Using the listing below, return every line that includes "detections".
────────────────
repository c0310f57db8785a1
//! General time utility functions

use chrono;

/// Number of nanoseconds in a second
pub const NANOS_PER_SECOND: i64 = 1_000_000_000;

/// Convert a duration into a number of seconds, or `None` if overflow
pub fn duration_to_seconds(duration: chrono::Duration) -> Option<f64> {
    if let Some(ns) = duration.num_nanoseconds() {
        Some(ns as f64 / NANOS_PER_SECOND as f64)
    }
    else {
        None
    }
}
────────────────
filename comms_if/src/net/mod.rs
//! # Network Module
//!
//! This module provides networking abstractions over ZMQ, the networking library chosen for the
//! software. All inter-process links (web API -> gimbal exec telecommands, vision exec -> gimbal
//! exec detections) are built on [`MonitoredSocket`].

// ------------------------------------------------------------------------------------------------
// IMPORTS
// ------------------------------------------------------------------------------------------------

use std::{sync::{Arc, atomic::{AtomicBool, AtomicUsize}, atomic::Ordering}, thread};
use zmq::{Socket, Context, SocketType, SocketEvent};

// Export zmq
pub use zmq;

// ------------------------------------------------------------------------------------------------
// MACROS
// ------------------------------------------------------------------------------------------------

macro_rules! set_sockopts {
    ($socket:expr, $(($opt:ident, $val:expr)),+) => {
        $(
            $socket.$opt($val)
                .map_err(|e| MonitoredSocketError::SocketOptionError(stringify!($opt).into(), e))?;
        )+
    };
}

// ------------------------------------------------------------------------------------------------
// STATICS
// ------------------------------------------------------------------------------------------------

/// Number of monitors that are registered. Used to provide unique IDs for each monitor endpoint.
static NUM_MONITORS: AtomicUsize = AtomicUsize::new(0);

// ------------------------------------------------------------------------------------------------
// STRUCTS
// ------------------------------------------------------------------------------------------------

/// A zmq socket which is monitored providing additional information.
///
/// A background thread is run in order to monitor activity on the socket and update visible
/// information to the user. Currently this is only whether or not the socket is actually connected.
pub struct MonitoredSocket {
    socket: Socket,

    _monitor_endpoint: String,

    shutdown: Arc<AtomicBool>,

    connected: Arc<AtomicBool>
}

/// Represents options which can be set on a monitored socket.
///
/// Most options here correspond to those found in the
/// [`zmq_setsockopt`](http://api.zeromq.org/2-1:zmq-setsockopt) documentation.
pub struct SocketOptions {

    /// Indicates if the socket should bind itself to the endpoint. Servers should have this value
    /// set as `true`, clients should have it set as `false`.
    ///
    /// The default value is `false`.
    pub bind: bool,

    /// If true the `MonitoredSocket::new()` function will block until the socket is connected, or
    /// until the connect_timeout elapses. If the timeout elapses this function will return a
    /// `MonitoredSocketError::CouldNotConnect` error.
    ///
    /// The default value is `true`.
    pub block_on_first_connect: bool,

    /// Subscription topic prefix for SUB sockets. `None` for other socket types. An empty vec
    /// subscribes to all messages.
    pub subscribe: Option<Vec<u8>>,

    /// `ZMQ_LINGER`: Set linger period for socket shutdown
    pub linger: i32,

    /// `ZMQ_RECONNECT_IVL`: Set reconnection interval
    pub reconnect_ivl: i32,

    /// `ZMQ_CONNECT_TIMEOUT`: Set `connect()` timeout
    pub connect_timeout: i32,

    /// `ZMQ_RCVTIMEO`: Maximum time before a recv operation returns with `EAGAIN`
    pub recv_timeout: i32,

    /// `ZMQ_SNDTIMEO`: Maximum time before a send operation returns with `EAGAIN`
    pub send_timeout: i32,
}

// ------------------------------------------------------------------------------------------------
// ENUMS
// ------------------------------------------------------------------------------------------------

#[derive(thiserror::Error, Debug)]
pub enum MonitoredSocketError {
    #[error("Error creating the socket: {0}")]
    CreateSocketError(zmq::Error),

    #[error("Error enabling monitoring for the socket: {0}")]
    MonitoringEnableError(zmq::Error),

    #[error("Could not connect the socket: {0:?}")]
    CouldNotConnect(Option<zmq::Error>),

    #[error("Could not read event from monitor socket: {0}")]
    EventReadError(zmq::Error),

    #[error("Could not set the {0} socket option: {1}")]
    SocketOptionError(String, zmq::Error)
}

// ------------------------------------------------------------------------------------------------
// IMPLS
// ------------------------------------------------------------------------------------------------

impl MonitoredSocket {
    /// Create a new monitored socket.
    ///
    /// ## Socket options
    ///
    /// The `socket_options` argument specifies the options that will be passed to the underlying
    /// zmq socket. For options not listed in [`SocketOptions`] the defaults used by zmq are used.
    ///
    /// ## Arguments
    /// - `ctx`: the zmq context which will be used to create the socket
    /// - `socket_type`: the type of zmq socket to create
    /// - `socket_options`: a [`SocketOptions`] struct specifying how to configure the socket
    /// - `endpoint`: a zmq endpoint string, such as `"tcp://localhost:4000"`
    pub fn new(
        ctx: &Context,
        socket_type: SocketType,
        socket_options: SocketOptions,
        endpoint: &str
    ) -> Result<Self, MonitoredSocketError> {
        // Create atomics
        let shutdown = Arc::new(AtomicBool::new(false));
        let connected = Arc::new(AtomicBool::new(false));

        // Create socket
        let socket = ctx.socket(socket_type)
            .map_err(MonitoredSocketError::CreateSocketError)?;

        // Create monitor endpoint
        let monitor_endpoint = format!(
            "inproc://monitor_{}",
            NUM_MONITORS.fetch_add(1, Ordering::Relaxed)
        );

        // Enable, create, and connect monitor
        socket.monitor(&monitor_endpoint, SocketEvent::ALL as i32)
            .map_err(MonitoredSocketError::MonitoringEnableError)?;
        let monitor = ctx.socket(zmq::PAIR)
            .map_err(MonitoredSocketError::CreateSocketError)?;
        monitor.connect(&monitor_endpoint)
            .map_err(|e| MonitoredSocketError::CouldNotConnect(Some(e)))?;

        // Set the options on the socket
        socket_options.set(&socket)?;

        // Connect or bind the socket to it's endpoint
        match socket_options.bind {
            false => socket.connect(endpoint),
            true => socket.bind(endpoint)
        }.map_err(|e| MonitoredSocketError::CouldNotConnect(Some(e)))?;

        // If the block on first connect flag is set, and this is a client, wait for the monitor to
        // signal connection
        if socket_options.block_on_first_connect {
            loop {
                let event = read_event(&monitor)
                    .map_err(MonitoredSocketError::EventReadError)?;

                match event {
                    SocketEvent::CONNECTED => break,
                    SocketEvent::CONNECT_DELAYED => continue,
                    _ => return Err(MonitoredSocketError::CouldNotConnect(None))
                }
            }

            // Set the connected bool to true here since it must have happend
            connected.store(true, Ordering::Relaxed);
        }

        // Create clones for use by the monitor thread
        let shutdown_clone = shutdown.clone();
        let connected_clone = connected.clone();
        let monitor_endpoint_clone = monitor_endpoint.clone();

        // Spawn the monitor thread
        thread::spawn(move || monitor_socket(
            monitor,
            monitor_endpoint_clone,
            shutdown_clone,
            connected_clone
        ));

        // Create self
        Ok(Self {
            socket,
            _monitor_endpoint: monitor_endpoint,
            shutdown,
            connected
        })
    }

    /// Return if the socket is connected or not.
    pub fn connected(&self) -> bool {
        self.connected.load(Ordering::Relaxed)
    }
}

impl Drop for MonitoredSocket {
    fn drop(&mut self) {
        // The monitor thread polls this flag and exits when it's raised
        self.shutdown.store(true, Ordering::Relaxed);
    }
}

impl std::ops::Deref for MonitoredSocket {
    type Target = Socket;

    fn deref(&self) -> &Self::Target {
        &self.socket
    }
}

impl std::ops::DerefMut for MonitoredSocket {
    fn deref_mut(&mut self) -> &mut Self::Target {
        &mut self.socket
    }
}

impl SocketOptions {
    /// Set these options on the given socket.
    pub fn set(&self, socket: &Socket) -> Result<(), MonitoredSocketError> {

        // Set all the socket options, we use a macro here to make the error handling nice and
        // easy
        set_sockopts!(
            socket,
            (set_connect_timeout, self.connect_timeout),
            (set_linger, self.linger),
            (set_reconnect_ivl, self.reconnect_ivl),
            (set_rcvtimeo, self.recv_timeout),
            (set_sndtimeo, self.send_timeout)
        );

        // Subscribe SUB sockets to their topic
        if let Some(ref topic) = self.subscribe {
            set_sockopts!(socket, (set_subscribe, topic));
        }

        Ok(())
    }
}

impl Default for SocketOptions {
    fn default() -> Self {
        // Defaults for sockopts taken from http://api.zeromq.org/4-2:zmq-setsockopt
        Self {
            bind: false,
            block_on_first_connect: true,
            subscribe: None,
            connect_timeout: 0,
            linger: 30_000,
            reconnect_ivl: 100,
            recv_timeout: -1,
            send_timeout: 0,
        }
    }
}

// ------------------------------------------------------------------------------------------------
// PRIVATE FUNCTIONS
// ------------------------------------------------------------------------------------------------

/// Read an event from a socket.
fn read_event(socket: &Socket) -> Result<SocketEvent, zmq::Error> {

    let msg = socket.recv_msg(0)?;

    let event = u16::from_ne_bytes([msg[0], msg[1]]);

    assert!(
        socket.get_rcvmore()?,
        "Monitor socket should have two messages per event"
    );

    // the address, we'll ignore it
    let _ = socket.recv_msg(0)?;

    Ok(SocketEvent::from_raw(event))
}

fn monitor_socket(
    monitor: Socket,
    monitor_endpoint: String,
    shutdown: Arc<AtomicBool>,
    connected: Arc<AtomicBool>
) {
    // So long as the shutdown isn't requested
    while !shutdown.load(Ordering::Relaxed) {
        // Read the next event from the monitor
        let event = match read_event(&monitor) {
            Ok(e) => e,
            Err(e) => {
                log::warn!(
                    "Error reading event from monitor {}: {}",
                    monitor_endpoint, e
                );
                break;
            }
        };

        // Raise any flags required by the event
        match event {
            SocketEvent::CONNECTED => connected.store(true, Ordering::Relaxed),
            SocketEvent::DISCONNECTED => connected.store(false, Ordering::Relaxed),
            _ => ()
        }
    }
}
────────────────
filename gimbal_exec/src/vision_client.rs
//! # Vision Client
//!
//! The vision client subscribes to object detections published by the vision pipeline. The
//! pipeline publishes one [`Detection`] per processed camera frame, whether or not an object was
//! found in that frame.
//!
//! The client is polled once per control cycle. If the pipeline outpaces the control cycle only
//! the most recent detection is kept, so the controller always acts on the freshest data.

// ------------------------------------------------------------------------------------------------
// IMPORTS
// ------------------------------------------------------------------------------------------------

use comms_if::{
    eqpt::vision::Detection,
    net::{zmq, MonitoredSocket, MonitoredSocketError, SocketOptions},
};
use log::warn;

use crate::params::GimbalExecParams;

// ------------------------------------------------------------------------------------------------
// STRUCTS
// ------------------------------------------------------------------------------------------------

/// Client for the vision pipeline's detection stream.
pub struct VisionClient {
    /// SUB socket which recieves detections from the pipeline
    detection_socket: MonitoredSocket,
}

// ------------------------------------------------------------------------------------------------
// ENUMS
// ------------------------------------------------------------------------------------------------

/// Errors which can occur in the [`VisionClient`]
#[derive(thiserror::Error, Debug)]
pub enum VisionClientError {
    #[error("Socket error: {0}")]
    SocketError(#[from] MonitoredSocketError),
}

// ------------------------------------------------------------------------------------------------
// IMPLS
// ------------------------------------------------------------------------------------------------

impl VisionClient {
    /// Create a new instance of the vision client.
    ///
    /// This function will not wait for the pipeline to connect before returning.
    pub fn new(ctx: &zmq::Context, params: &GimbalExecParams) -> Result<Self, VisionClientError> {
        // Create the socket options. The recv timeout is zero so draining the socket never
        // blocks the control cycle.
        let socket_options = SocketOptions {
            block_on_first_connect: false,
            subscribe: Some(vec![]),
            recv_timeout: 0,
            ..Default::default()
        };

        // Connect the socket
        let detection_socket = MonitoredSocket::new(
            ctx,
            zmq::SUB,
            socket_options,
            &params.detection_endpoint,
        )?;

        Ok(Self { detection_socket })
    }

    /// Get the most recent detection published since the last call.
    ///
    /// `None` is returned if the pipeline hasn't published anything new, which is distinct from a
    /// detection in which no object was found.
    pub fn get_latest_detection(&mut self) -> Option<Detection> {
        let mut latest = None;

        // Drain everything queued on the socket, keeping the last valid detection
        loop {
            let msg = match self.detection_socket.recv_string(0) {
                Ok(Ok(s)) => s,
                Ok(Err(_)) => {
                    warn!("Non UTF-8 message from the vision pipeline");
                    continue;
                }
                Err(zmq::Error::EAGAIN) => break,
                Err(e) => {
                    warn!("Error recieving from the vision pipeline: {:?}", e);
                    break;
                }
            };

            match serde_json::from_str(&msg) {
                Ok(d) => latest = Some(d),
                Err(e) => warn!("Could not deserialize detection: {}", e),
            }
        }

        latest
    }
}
────────────────
- _TASK ANSWER_
//! exec detections) are built on [`MonitoredSocket`].
//! The vision client subscribes to object detections published by the vision pipeline. The
    /// SUB socket which recieves detections from the pipeline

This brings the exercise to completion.